_Description of the task_. In the listing below, find each line that holds the string "return" and copy it.

_Listed entries_.

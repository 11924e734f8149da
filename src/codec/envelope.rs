//! Generic server envelope.
//!
//! Every reply from the detection service is a flat JSON object carrying at
//! least an integer `code`; `code == 0` is logical success, anything else is
//! a protocol-level failure regardless of the HTTP outcome. Endpoint-specific
//! fields (`session_key`, ...) ride alongside.

use serde_json::{Map, Value};

use crate::error::{Result, SightlineError};

/// Field carrying the logical result code.
pub const CODE_FIELD: &str = "code";

/// Optional field carrying a human-readable failure reason.
pub const DESCRIPTION_FIELD: &str = "description";

/// Code the service uses for logical success.
pub const SUCCESS_CODE: i64 = 0;

/// A parsed reply body.
#[derive(Debug, Clone, PartialEq)]
pub struct Envelope {
    fields: Map<String, Value>,
}

impl Envelope {
    /// Parse a raw reply body into an envelope.
    ///
    /// The body must be a JSON object with a `code` readable as an integer.
    pub fn parse(raw: &str) -> Result<Self> {
        let value: Value = serde_json::from_str(raw.trim()).map_err(|e| {
            SightlineError::MalformedEnvelope(format!("bad server response format ({e}): {raw}"))
        })?;

        let Value::Object(fields) = value else {
            return Err(SightlineError::MalformedEnvelope(format!(
                "expected a JSON object: {raw}"
            )));
        };

        let envelope = Self { fields };
        if envelope.get_i64(CODE_FIELD).is_none() {
            return Err(SightlineError::MalformedEnvelope(
                "missing 'code'".to_string(),
            ));
        }
        Ok(envelope)
    }

    /// Parse a raw body and apply the generic success rule in one step.
    pub fn parse_success(raw: &str) -> Result<Self> {
        Self::parse(raw)?.into_success()
    }

    /// The logical result code.
    pub fn code(&self) -> i64 {
        // parse() guarantees presence
        self.get_i64(CODE_FIELD).unwrap_or(i64::MIN)
    }

    /// Server-supplied failure description, if any.
    pub fn description(&self) -> Option<String> {
        self.get_str(DESCRIPTION_FIELD)
    }

    /// Whether the envelope reports logical success.
    pub fn is_success(&self) -> bool {
        self.code() == SUCCESS_CODE
    }

    /// Keep the envelope if it reports success, otherwise turn it into a
    /// [`SightlineError::Protocol`].
    pub fn into_success(self) -> Result<Self> {
        if self.is_success() {
            Ok(self)
        } else {
            Err(SightlineError::Protocol {
                code: self.code(),
                description: self.description(),
            })
        }
    }

    /// Whether a field is present (any type, including `null`).
    pub fn contains(&self, key: &str) -> bool {
        self.fields.contains_key(key)
    }

    /// Read a field as text.
    ///
    /// Scalars are coerced: numbers and booleans are rendered with their
    /// JSON spelling. `null`, arrays and objects yield `None`.
    pub fn get_str(&self, key: &str) -> Option<String> {
        match self.fields.get(key)? {
            Value::String(s) => Some(s.clone()),
            Value::Number(n) => Some(n.to_string()),
            Value::Bool(b) => Some(b.to_string()),
            _ => None,
        }
    }

    /// Read a field as an integer.
    ///
    /// Accepts JSON integers and strings holding a decimal integer
    /// (`"0"` and `0` are the same code).
    pub fn get_i64(&self, key: &str) -> Option<i64> {
        match self.fields.get(key)? {
            Value::Number(n) => n.as_i64(),
            Value::String(s) => s.trim().parse().ok(),
            _ => None,
        }
    }

    /// Read a required text field, failing with a malformed-envelope error.
    pub fn require_str(&self, key: &str) -> Result<String> {
        self.get_str(key).ok_or_else(|| {
            let reason = if self.contains(key) {
                format!("'{key}' is not a text value")
            } else {
                format!("expecting '{key}'")
            };
            SightlineError::MalformedEnvelope(reason)
        })
    }
}

#[cfg(test)]
mod tests {
    use super::*;

    #[test]
    fn test_parse_success_envelope() {
        let env = Envelope::parse(r#"{"code":0,"session_key":"abc"}"#).unwrap();
        assert!(env.is_success());
        assert_eq!(env.get_str("session_key").as_deref(), Some("abc"));
        assert!(env.description().is_none());
    }

    #[test]
    fn test_code_coerced_from_string() {
        let env = Envelope::parse(r#"{"code":"0"}"#).unwrap();
        assert_eq!(env.code(), 0);

        let env = Envelope::parse(r#"{"code":" 12 "}"#).unwrap();
        assert_eq!(env.code(), 12);
    }

    #[test]
    fn test_missing_code_is_malformed() {
        let err = Envelope::parse(r#"{"session_key":"abc"}"#).unwrap_err();
        assert!(matches!(err, SightlineError::MalformedEnvelope(_)));

        let err = Envelope::parse(r#"{"code":"zero"}"#).unwrap_err();
        assert!(matches!(err, SightlineError::MalformedEnvelope(_)));
    }

    #[test]
    fn test_non_object_is_malformed() {
        for raw in ["", "not json", "[1,2,3]", "0", "\"code\""] {
            let err = Envelope::parse(raw).unwrap_err();
            assert!(
                matches!(err, SightlineError::MalformedEnvelope(_)),
                "{raw:?} should be malformed"
            );
        }
    }

    #[test]
    fn test_nonzero_code_carries_description() {
        let err = Envelope::parse_success(r#"{"code":7,"description":"stop now"}"#).unwrap_err();
        match err {
            SightlineError::Protocol { code, description } => {
                assert_eq!(code, 7);
                assert_eq!(description.as_deref(), Some("stop now"));
            }
            other => panic!("unexpected error: {other:?}"),
        }
    }

    #[test]
    fn test_get_str_coercion() {
        let env =
            Envelope::parse(r#"{"code":0,"n":42,"f":1.5,"b":true,"z":null,"o":{}}"#).unwrap();
        assert_eq!(env.get_str("n").as_deref(), Some("42"));
        assert_eq!(env.get_str("f").as_deref(), Some("1.5"));
        assert_eq!(env.get_str("b").as_deref(), Some("true"));
        assert!(env.get_str("z").is_none());
        assert!(env.get_str("o").is_none());
        assert!(env.contains("z"));
    }

    #[test]
    fn test_require_str_reports_missing_and_mistyped() {
        let env = Envelope::parse(r#"{"code":0,"session_key":null}"#).unwrap();
        match env.require_str("session_key") {
            Err(SightlineError::MalformedEnvelope(reason)) => {
                assert!(reason.contains("not a text value"), "{reason}");
            }
            other => panic!("unexpected result: {other:?}"),
        }
        match env.require_str("missing") {
            Err(SightlineError::MalformedEnvelope(reason)) => {
                assert_eq!(reason, "expecting 'missing'");
            }
            other => panic!("unexpected result: {other:?}"),
        }
    }
}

_Solution below_.
            return Err(SightlineError::MalformedEnvelope(format!(
            return Err(SightlineError::MalformedEnvelope(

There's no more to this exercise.